Il paese di Bonorva è facilmente raggiungibile dalla "Carlo Felice" percorrendo per circa 3 km lo svincolo che si imbocca all'altezza della cantoniera Cadreas. La parrocchiale è al centro dell'abitato e costituiva, probabilmente, il fulcro attorno a cui si raccoglieva il nucleo più antico di cui non resta molto.
Il contesto ambientale
Bonorva è situato sul costone N dell'altopiano di Campeda, localmente detto "Su Monte", al centro della più occidentale delle subregioni logudoresi, il Meilogu, denominazione medievale derivata da "medium locus" con allusione alla centralità di quest'area nel giudicato di Torres.
Descrizione
La parrocchiale di Bonorva fu ricostruita per volontà del rettore Jacopo Passamar, futuro vescovo di Ampurias e poi arcivescovo turritano, nell'arco di quasi un trentennio a partire dal 1582, data sul capitello d. del pilastro dell'ultima campata verso l'abside, mentre sotto il simulacro della Vergine nel fastigio della facciata è incisa la data del 1606 che potrebbe segnare il termine dei lavori.
Presenta un impianto di ascendenza gotico-catalana, ad aula unica divisa in cinque campate da archi trasversali a sesto acuto su alti pilastri, coperto da crociere nervate con gemme pendule.

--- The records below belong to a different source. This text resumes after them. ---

//! Terminal queen game (default binary).
//!
//! Uses crossterm for input (keys and mouse) and a framebuffer-based renderer.
//! The loop blocks on the next terminal event and redraws only after something
//! visible changed.

use anyhow::Result;
use crossterm::event;

use queen_step::term::{FrameBuffer, TerminalRenderer, Viewport};
use queen_step::{init_logging, App, AppConfig, Flow};

fn main() -> Result<()> {
    let config = AppConfig::from_env();
    init_logging(&config)?;

    let mut term = TerminalRenderer::new();
    term.enter()?;

    let result = run(&mut term, &config);

    // Always try to restore terminal state.
    let _ = term.exit();
    if let Err(err) = &result {
        log::error!("exiting on error: {err:#}");
    }
    result
}

fn run(term: &mut TerminalRenderer, config: &AppConfig) -> Result<()> {
    let (w, h) = crossterm::terminal::size().unwrap_or((80, 24));
    let mut app = App::new(config, Viewport::new(w, h));
    let mut fb = FrameBuffer::new(w, h);

    loop {
        if app.take_dirty() {
            app.render_into(&mut fb);
            term.draw_swap(&mut fb)?;
        }

        let ev = event::read()?;
        if let event::Event::Resize(..) = ev {
            term.invalidate();
        }
        if app.handle_event(ev) == Flow::Quit {
            log::info!("quit");
            return Ok(());
        }
    }
}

La capilla mayor, anch'essa voltata a crociera costolonata, ha nella gemma l'effige della Madonna col Bambino. Dalla seconda campata si aprono profonde cappelle laterali voltate a botte che, pur edificate in tempi diversi, conferiscono nella giustapposizione degli stili e degli ornati - dal fiorone di stampo gotico alle baccellature di estrazione classicistica - quella dimensione plateresca che rappresenta quasi la cifra delle chiese del Meilogu.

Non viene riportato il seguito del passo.